In northern Saskatchewan, there are many examples of these success stories. Whether it be Athabasca Basin Development group, the Des Nedhe Group of English River, Pinehouse Business North, Kitsaki Management Limited Partnership from Lac la Ronge, Sakitawak Development Corporation from the Métis village of Île-à-la-Crosse or the Peter Ballantyne Group of Companies, each is creating prosperity and capacity through the ownership and development of business opportunities. These opportunities give their people employment and a sense of pride.
These are groups on the ground that have already started the change. Their approach is the new way forward. It is their stories that the national council for reconciliation should also be reporting, along with many other things, and sharing with all Canadians.
Often Conservatives are labelled as only caring about the economy. Maybe that is our own fault because we do not explain the why. Let me try to do that. One of those community safety officers of Pelican Lake I talked about is named Dalton. I had the privilege of coaching Dalton when he played AA midget hockey in Meadow Lake. He was a sturdy, dependable defenceman who understood his role. He never missed a practice or a game. He was a player whom any coach would love to have on his team.
Dalton took those attributes and applied them to his first career choice to become a power engineer. He was supported in that choice by his mom and dad, and he would have had many options going forward in where he wanted to work, but something inside of him called him home to Pelican Lake. It was an opportunity to go home to get trained as a community safety officer and to be a leader in his own community, to be a driver of change and to set the example for the next generation.

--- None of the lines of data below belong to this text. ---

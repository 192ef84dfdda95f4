use std::fs;
use std::path::{Path, PathBuf};

use anyhow::{Context, Result};
use tracing::{info, warn};

use crate::error::PipelineError;
use crate::model::{BatchSummary, ExtractedRecord, FileFailure, FormRecord, InputDigest};
use crate::pipeline::enrich::RecordEnricher;
use crate::pipeline::extract::FieldExtractor;
use crate::pipeline::mapper::FormMapper;
use crate::pipeline::text_source::TextSource;
use crate::util::{file_stem_string, sha256_file};

#[derive(Debug, Clone)]
pub struct InputDocument {
    pub path: PathBuf,
    pub file_name: String,
    pub stem: String,
    pub sha256: String,
}

/// Destination of mapped cards for one output mode.
pub trait OutputSink {
    fn mode(&self) -> &'static str;

    fn accept(
        &mut self,
        document: &InputDocument,
        record: &ExtractedRecord,
        form: &FormRecord,
    ) -> Result<(), PipelineError>;

    /// Runs once after the last document; returns every output produced.
    fn finish(&mut self) -> Result<Vec<String>>;
}

#[derive(Debug, Clone, Default)]
pub struct BatchReport {
    pub summary: BatchSummary,
    pub inputs: Vec<InputDigest>,
    pub outputs: Vec<String>,
}

pub struct BatchRunner<'a> {
    pub source: &'a dyn TextSource,
    pub extractor: &'a FieldExtractor,
    pub enricher: &'a RecordEnricher,
    pub mapper: &'a FormMapper,
}

impl BatchRunner<'_> {
    /// Processes every matching file of `input_dir`. A failing document is
    /// logged and counted; only an unreadable directory aborts the batch.
    pub fn process_all(
        &self,
        input_dir: &Path,
        prepared_by: &str,
        sink: &mut dyn OutputSink,
    ) -> Result<BatchReport> {
        let paths = discover_inputs(input_dir, self.source.extension())?;
        info!(
            input_dir = %input_dir.display(),
            files = paths.len(),
            mode = sink.mode(),
            "starting batch"
        );
        if paths.is_empty() {
            warn!(
                input_dir = %input_dir.display(),
                extension = self.source.extension(),
                "no input documents found"
            );
        }

        let mut report = BatchReport::default();
        for path in paths {
            let file_name = path
                .file_name()
                .map(|name| name.to_string_lossy().into_owned())
                .unwrap_or_default();
            info!(file = %file_name, "processing document");

            match self.process_file(&path, prepared_by, sink) {
                Ok(document) => {
                    report.summary.success += 1;
                    report.inputs.push(InputDigest {
                        filename: document.file_name,
                        sha256: document.sha256,
                    });
                }
                Err(err) => {
                    warn!(
                        file = %file_name,
                        kind = err.kind().as_str(),
                        error = %err,
                        "document failed"
                    );
                    report.summary.failed += 1;
                    report.summary.failures.push(FileFailure {
                        file: file_name,
                        kind: err.kind(),
                        reason: err.to_string(),
                    });
                }
            }
        }

        report.outputs = sink.finish()?;
        info!(
            success = report.summary.success,
            failed = report.summary.failed,
            "batch finished"
        );

        Ok(report)
    }

    pub fn process_file(
        &self,
        path: &Path,
        prepared_by: &str,
        sink: &mut dyn OutputSink,
    ) -> Result<InputDocument, PipelineError> {
        let document = InputDocument {
            path: path.to_path_buf(),
            file_name: path
                .file_name()
                .map(|name| name.to_string_lossy().into_owned())
                .unwrap_or_default(),
            stem: file_stem_string(path),
            sha256: sha256_file(path)
                .map_err(|err| PipelineError::text_source(path, format!("{err:#}")))?,
        };

        let record = self.extract_record(&document, prepared_by)?;
        let record = self.enricher.enrich(record, &document.stem);
        let form = self.mapper.map_to_form(&record);
        sink.accept(&document, &record, &form)?;

        Ok(document)
    }

    pub fn extract_record(
        &self,
        document: &InputDocument,
        prepared_by: &str,
    ) -> Result<ExtractedRecord, PipelineError> {
        let text = self.source.extract_text(&document.path)?;
        let mut record = self.extractor.extract(&text.text());
        record.source_file = document.file_name.clone();
        record.source_stem = document.stem.clone();
        record.prepared_by = prepared_by.to_string();
        Ok(record)
    }
}

pub fn discover_inputs(input_dir: &Path, extension: &str) -> Result<Vec<PathBuf>> {
    let mut inputs = Vec::new();

    let entries = fs::read_dir(input_dir)
        .with_context(|| format!("failed to read {}", input_dir.display()))?;

    for entry in entries {
        let entry =
            entry.with_context(|| format!("failed to read entry in {}", input_dir.display()))?;
        let path = entry.path();

        if !entry
            .file_type()
            .with_context(|| format!("failed to inspect file type: {}", path.display()))?
            .is_file()
        {
            continue;
        }

        let matches = path
            .extension()
            .and_then(|ext| ext.to_str())
            .map(|ext| ext.eq_ignore_ascii_case(extension))
            .unwrap_or(false);

        if matches {
            inputs.push(path);
        }
    }

    inputs.sort();
    Ok(inputs)
}
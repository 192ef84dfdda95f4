use std::path::PathBuf;

use clap::{Args, Parser, Subcommand, ValueEnum};

#[derive(Parser, Debug)]
#[command(
    name = "specsheet",
    version,
    about = "Transfer technical data sheet fields into product cards"
)]
pub struct Cli {
    #[command(subcommand)]
    pub command: Commands,
}

#[derive(Subcommand, Debug)]
pub enum Commands {
    /// Extract every data sheet of a directory into CSV/JSON files.
    Extract(ExtractArgs),
    /// Extract data sheets and save the resulting cards into the card store.
    Import(ImportArgs),
    /// Enter each data sheet into the card form and regenerate its document.
    Fill(FillArgs),
    Status(StatusArgs),
    Show(ShowArgs),
}

#[derive(Args, Debug, Clone)]
pub struct PipelineArgs {
    #[arg(long)]
    pub input_dir: PathBuf,

    #[arg(long, value_enum, default_value_t = InputFormat::Pdf)]
    pub input_format: InputFormat,

    #[arg(long, default_value = ".cache/specsheet")]
    pub output_dir: PathBuf,

    #[arg(long)]
    pub prepared_by: String,

    /// Supplementary spreadsheet (xlsx, xls, ods or a CSV export); enrichment is
    /// off without it.
    #[arg(long, alias = "lookup-csv")]
    pub lookup_table: Option<PathBuf>,

    #[arg(long)]
    pub settings: Option<PathBuf>,

    #[arg(long, value_enum, default_value_t = CaptureMode::Auto)]
    pub capture_mode: CaptureMode,

    #[arg(long)]
    pub max_pages_per_doc: Option<usize>,

    /// Date printed on the cards; defaults to today.
    #[arg(long)]
    pub issue_date: Option<String>,
}

#[derive(Copy, Clone, Debug, Eq, PartialEq, ValueEnum)]
pub enum InputFormat {
    Pdf,
    Text,
}

#[derive(Copy, Clone, Debug, Default, Eq, PartialEq, ValueEnum)]
pub enum CaptureMode {
    FirstNumber,
    WithTolerance,
    #[default]
    Auto,
}

impl CaptureMode {
    pub fn as_str(self) -> &'static str {
        match self {
            Self::FirstNumber => "first-number",
            Self::WithTolerance => "with-tolerance",
            Self::Auto => "auto",
        }
    }
}

#[derive(Copy, Clone, Debug, Eq, PartialEq, ValueEnum)]
pub enum ExportFormat {
    Csv,
    Excel,
    Json,
    All,
}

impl ExportFormat {
    pub fn includes_csv(self) -> bool {
        matches!(self, Self::Csv | Self::All)
    }

    pub fn includes_excel(self) -> bool {
        matches!(self, Self::Excel | Self::All)
    }

    pub fn includes_json(self) -> bool {
        matches!(self, Self::Json | Self::All)
    }
}

#[derive(Args, Debug, Clone)]
pub struct ExtractArgs {
    #[command(flatten)]
    pub pipeline: PipelineArgs,

    #[arg(long, value_enum, default_value_t = ExportFormat::All)]
    pub format: ExportFormat,
}

#[derive(Args, Debug, Clone)]
pub struct ImportArgs {
    #[command(flatten)]
    pub pipeline: PipelineArgs,

    #[arg(long)]
    pub db_path: Option<PathBuf>,
}

#[derive(Args, Debug, Clone)]
pub struct FillArgs {
    #[command(flatten)]
    pub pipeline: PipelineArgs,

    /// State file the form application loads its widgets from.
    #[arg(long)]
    pub form_state: PathBuf,

    #[arg(long)]
    pub form_template: Option<PathBuf>,

    /// Command producing the card PDF, e.g. `cardgen --load {form} --pdf {output}`.
    #[arg(long)]
    pub regenerate_command: Option<String>,
}

#[derive(Args, Debug, Clone)]
pub struct StatusArgs {
    #[arg(long, default_value = ".cache/specsheet")]
    pub output_dir: PathBuf,

    #[arg(long)]
    pub db_path: Option<PathBuf>,
}

#[derive(Args, Debug, Clone)]
pub struct ShowArgs {
    #[arg(long, default_value = ".cache/specsheet")]
    pub output_dir: PathBuf,

    #[arg(long)]
    pub db_path: Option<PathBuf>,

    #[arg(long)]
    pub card_no: String,

    #[arg(long, default_value_t = false)]
    pub json: bool,
}
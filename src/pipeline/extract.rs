use anyhow::{Context, Result};
use regex::Regex;

use crate::cli::CaptureMode;
use crate::model::{ExtractedRecord, ParameterReading, PhysicalParameter, RecordField};
use crate::util::condense_whitespace;

/// Labels recognised in `Label : value` lines. Entries without a field only
/// bound the value of the label before them on the same line.
const FIELD_LABELS: &[(Option<RecordField>, &str)] = &[
    (Some(RecordField::CardNo), r"Card\s+No\.?"),
    (
        Some(RecordField::ClientArticleIndex),
        r"Client(?:'|’)?s?\s+article\s+index",
    ),
    (Some(RecordField::ArticleIndex), r"Article\s+index"),
    (Some(RecordField::ArticleDescription), r"Article\s+description"),
    (Some(RecordField::ProductStructure), r"Product\s+structure"),
    (Some(RecordField::StructureThickness), r"Structure\s+thickness"),
    (
        Some(RecordField::StructureDescription),
        r"Structure\s+description",
    ),
    (
        Some(RecordField::ChemicalComposition),
        r"Chemical\s+composition",
    ),
    (Some(RecordField::PrintType), r"Print\s+type"),
    (Some(RecordField::NumberOfColours), r"Number\s+of\s+colou?rs"),
    (
        Some(RecordField::LacquerType),
        r"Solid\s*/\s*Lacquer|Lacquer(?:\s+type)?",
    ),
    (Some(RecordField::WindingCode), r"Winding\s+code"),
    (
        Some(RecordField::CoreIdentifier),
        r"Core\s+(?:type|identifier|id)",
    ),
    (Some(RecordField::ExternalDiameter), r"External\s+diameter"),
    (Some(RecordField::CoreWidth), r"Width\s+of\s+core|Core\s+width"),
    (
        Some(RecordField::CoreExtension),
        r"Core\s+(?:submission|extension)",
    ),
    (None, r"Date"),
    (None, r"Reels(?:\s+(?:on|per)\s+pall?ett?e?)?"),
    (None, r"Pall?ett?e?(?:\s+type)?"),
];

const PARAMETER_ANCHORS: &[(PhysicalParameter, &str)] = &[
    (
        PhysicalParameter::Weight,
        r"(?i)\b(?:Gramatur[ae]?\s*/\s*Weight|Gramatur[ae]?|Weight)\b",
    ),
    (PhysicalParameter::Otr, r"(?i)\bOTR\b"),
    (PhysicalParameter::Wvtr, r"(?i)\bWVTR\b"),
    (
        PhysicalParameter::Thickness,
        r"(?i)(?:\bGrub(?:\.|ość)\s*/\s*Thickness|\bThickness)\b",
    ),
];

/// Test method codes (`PN-81/P 50129`, `DIN 53380`, `PN-ISO 4593`) that sit
/// between a row label and its values.
const METHOD_CODE: &str = r"^[\s|]*[A-Z]{2,}[A-Za-z]*(?:[-/.\s]?[A-Z][A-Za-z]*)*(?:[-\s]?\d+(?:[-/.:]\d+)*)?(?:[-/.\s]?[A-Z][A-Za-z]*(?:[-/.\s]?[A-Z][A-Za-z]*)*[-\s]?\d+(?:[-/.:]\d+)*)*";

const NUMBER: &str = r"\d+(?:[.,]\d+)?";

/// Characters that mark a value as continuing on the next line.
const JOINERS: [char; 6] = [',', '/', '-', '&', '(', '+'];

#[derive(Debug, Clone, Copy)]
struct LabelSpan {
    start: usize,
    end: usize,
    target: Option<RecordField>,
}

pub struct FieldExtractor {
    labels: Regex,
    targets: Vec<Option<RecordField>>,
    anchors: Vec<(PhysicalParameter, Regex)>,
    method_code: Regex,
    tolerance_row: Regex,
    symmetric_row: Regex,
    bare_number: Regex,
    mode: CaptureMode,
}

impl FieldExtractor {
    pub fn new(mode: CaptureMode) -> Result<Self> {
        let alternatives = FIELD_LABELS
            .iter()
            .map(|(_, label)| format!("({label})"))
            .collect::<Vec<String>>()
            .join("|");
        let labels = Regex::new(&format!(r"(?i)\b(?:{alternatives})\s*:"))
            .context("failed to compile field label regex")?;

        let mut anchors = Vec::with_capacity(PARAMETER_ANCHORS.len());
        for (parameter, pattern) in PARAMETER_ANCHORS {
            let anchor = Regex::new(pattern).with_context(|| {
                format!("failed to compile {} anchor regex", parameter.as_str())
            })?;
            anchors.push((*parameter, anchor));
        }

        Ok(Self {
            labels,
            targets: FIELD_LABELS.iter().map(|(target, _)| *target).collect(),
            anchors,
            method_code: Regex::new(METHOD_CODE).context("failed to compile method code regex")?,
            tolerance_row: Regex::new(&format!(
                r"(?:^|[\s|])({NUMBER})[\s|]+[-−±]?\s?({NUMBER})[\s|]+[+±]?\s?({NUMBER})[\s|]+([^\s|\d][^|]*?)\s*(?:\||$)"
            ))
            .context("failed to compile tolerance row regex")?,
            symmetric_row: Regex::new(&format!(
                r"(?:^|[\s|])({NUMBER})[\s|]*±\s?({NUMBER})[\s|]+([^\s|\d][^|]*?)\s*(?:\||$)"
            ))
            .context("failed to compile symmetric tolerance regex")?,
            bare_number: Regex::new(&format!(r"(?:^|[\s|])({NUMBER})(?:[\s|]|$)"))
                .context("failed to compile bare number regex")?,
            mode,
        })
    }

    pub fn mode(&self) -> CaptureMode {
        self.mode
    }

    /// Builds a record from rendered document text. Labels that are not found
    /// leave their field empty.
    pub fn extract(&self, raw_text: &str) -> ExtractedRecord {
        let lines = raw_text.lines().collect::<Vec<&str>>();
        let mut record = ExtractedRecord::default();

        let field_lines = self.extract_labeled_fields(&lines, &mut record);

        for (parameter, anchor) in &self.anchors {
            if let Some(reading) = self.extract_parameter(&lines, &field_lines, anchor) {
                *record.parameter_mut(*parameter) = reading;
            }
        }

        record
    }

    fn label_spans(&self, line: &str) -> Vec<LabelSpan> {
        self.labels
            .captures_iter(line)
            .filter_map(|captures| {
                let whole = captures.get(0)?;
                let group = (1..captures.len()).find(|index| captures.get(*index).is_some())?;
                Some(LabelSpan {
                    start: whole.start(),
                    end: whole.end(),
                    target: self.targets.get(group - 1).copied().flatten(),
                })
            })
            .collect()
    }

    /// Fills labeled fields and returns, per line, whether the line belongs to
    /// a field (its label line or a stitched continuation).
    fn extract_labeled_fields(&self, lines: &[&str], record: &mut ExtractedRecord) -> Vec<bool> {
        let mut field_lines = vec![false; lines.len()];

        for (line_index, line) in lines.iter().enumerate() {
            let spans = self.label_spans(line);
            if !spans.is_empty() {
                field_lines[line_index] = true;
            }

            for (span_index, span) in spans.iter().enumerate() {
                let Some(field) = span.target else {
                    continue;
                };
                if !record.field(field).is_empty() {
                    continue;
                }

                let value_end = spans
                    .get(span_index + 1)
                    .map(|next| next.start)
                    .unwrap_or(line.len());
                let value = clean_value(&line[span.end..value_end]);
                if value.is_empty() {
                    continue;
                }

                let value = if span_index + 1 == spans.len() {
                    let (value, stitched) =
                        self.stitch_continuation(&lines[line_index + 1..], value);
                    for covered in &mut field_lines[line_index + 1..line_index + 1 + stitched] {
                        *covered = true;
                    }
                    value
                } else {
                    value
                };
                *record.field_mut(field) = value;
            }
        }

        field_lines
    }

    /// Returns the stitched value and the number of lines appended to it.
    fn stitch_continuation(&self, following: &[&str], mut value: String) -> (String, usize) {
        let mut stitched = 0usize;
        for line in following {
            let trimmed = line.trim();
            if trimmed.is_empty() || self.is_structural_line(trimmed) {
                break;
            }

            let continues = trimmed.chars().next().is_some_and(char::is_lowercase)
                || value.ends_with(&JOINERS[..]);
            if !continues {
                break;
            }

            value.push(' ');
            value.push_str(trimmed);
            stitched += 1;
        }

        (clean_value(&value), stitched)
    }

    /// A line holding a field label, or a table row starting with a parameter
    /// row label.
    fn is_structural_line(&self, line: &str) -> bool {
        let row = line.trim_start_matches(|character: char| {
            character.is_whitespace() || character == '|'
        });
        self.labels.is_match(line)
            || self
                .anchors
                .iter()
                .any(|(_, anchor)| anchor.find(row).is_some_and(|found| found.start() == 0))
    }

    fn extract_parameter(
        &self,
        lines: &[&str],
        field_lines: &[bool],
        anchor: &Regex,
    ) -> Option<ParameterReading> {
        for (line_index, line) in lines.iter().enumerate() {
            if field_lines[line_index] {
                continue;
            }

            for found in anchor.find_iter(line) {
                let rest = &line[found.end()..];
                if rest.trim_start().starts_with(':') {
                    continue;
                }

                if let Some(reading) = self.read_parameter_row(rest, &lines[line_index + 1..]) {
                    return Some(reading);
                }
            }
        }

        None
    }

    fn read_parameter_row(&self, rest: &str, following: &[&str]) -> Option<ParameterReading> {
        let rest = self.skip_method_code(rest);

        if matches!(self.mode, CaptureMode::WithTolerance | CaptureMode::Auto) {
            if let Some(reading) = self.tolerance_reading(rest) {
                return Some(reading);
            }
            if matches!(self.mode, CaptureMode::WithTolerance) {
                return None;
            }
        }

        let value = self.first_bare_number(rest).or_else(|| {
            let next = following.iter().find(|line| !line.trim().is_empty())?;
            if self.is_structural_line(next) {
                return None;
            }
            self.first_bare_number(self.skip_method_code(next))
        })?;

        Some(ParameterReading {
            value,
            ..ParameterReading::default()
        })
    }

    fn skip_method_code<'t>(&self, text: &'t str) -> &'t str {
        match self.method_code.find(text) {
            Some(found) => &text[found.end()..],
            None => text,
        }
    }

    /// Reads `value minus plus unit`, or `value ±deviation unit`. The unit
    /// runs to the end of its cell.
    fn tolerance_reading(&self, text: &str) -> Option<ParameterReading> {
        if let Some(captures) = self.tolerance_row.captures(text) {
            return Some(ParameterReading {
                value: normalize_decimal(&captures[1]),
                minus: normalize_decimal(&captures[2]),
                plus: normalize_decimal(&captures[3]),
                unit: condense_whitespace(&captures[4]),
            });
        }

        let captures = self.symmetric_row.captures(text)?;
        let deviation = normalize_decimal(&captures[2]);
        Some(ParameterReading {
            value: normalize_decimal(&captures[1]),
            minus: deviation.clone(),
            plus: deviation,
            unit: condense_whitespace(&captures[3]),
        })
    }

    fn first_bare_number(&self, text: &str) -> Option<String> {
        self.bare_number
            .captures(text)
            .map(|captures| normalize_decimal(&captures[1]))
    }
}

/// Accepts `,` or `.` as the decimal separator and returns the value with `.`.
pub fn normalize_decimal(raw: &str) -> String {
    raw.trim().replace(',', ".")
}

fn clean_value(raw: &str) -> String {
    condense_whitespace(raw.trim_matches(|character: char| {
        character.is_whitespace() || character == '|'
    }))
}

I could not have been prouder of Dalton as I watched young kids come to him in his uniform and ask if he had any more tattoos. They felt comfortable around him. He provided them a sense of safety. He is a quality young man who is providing leadership within his community because the opportunity was there to take. That is the why. That is the outcome of economic reconciliation.
Conservatives promote and believe in economic reconciliation because it is the solution to eradicating poverty and with it the social ills that poverty creates. By putting control back in the hands of indigenous people, they get to begin to manage prosperity instead of poverty, and they get to take concrete steps toward healing through self-determination.
To conclude, I am proud of the work that our team did in making Bill C-29 a better version than when it originally came to the House in June. Many concerns that we expressed at second reading were addressed and have been improved. That is how we follow up words with action.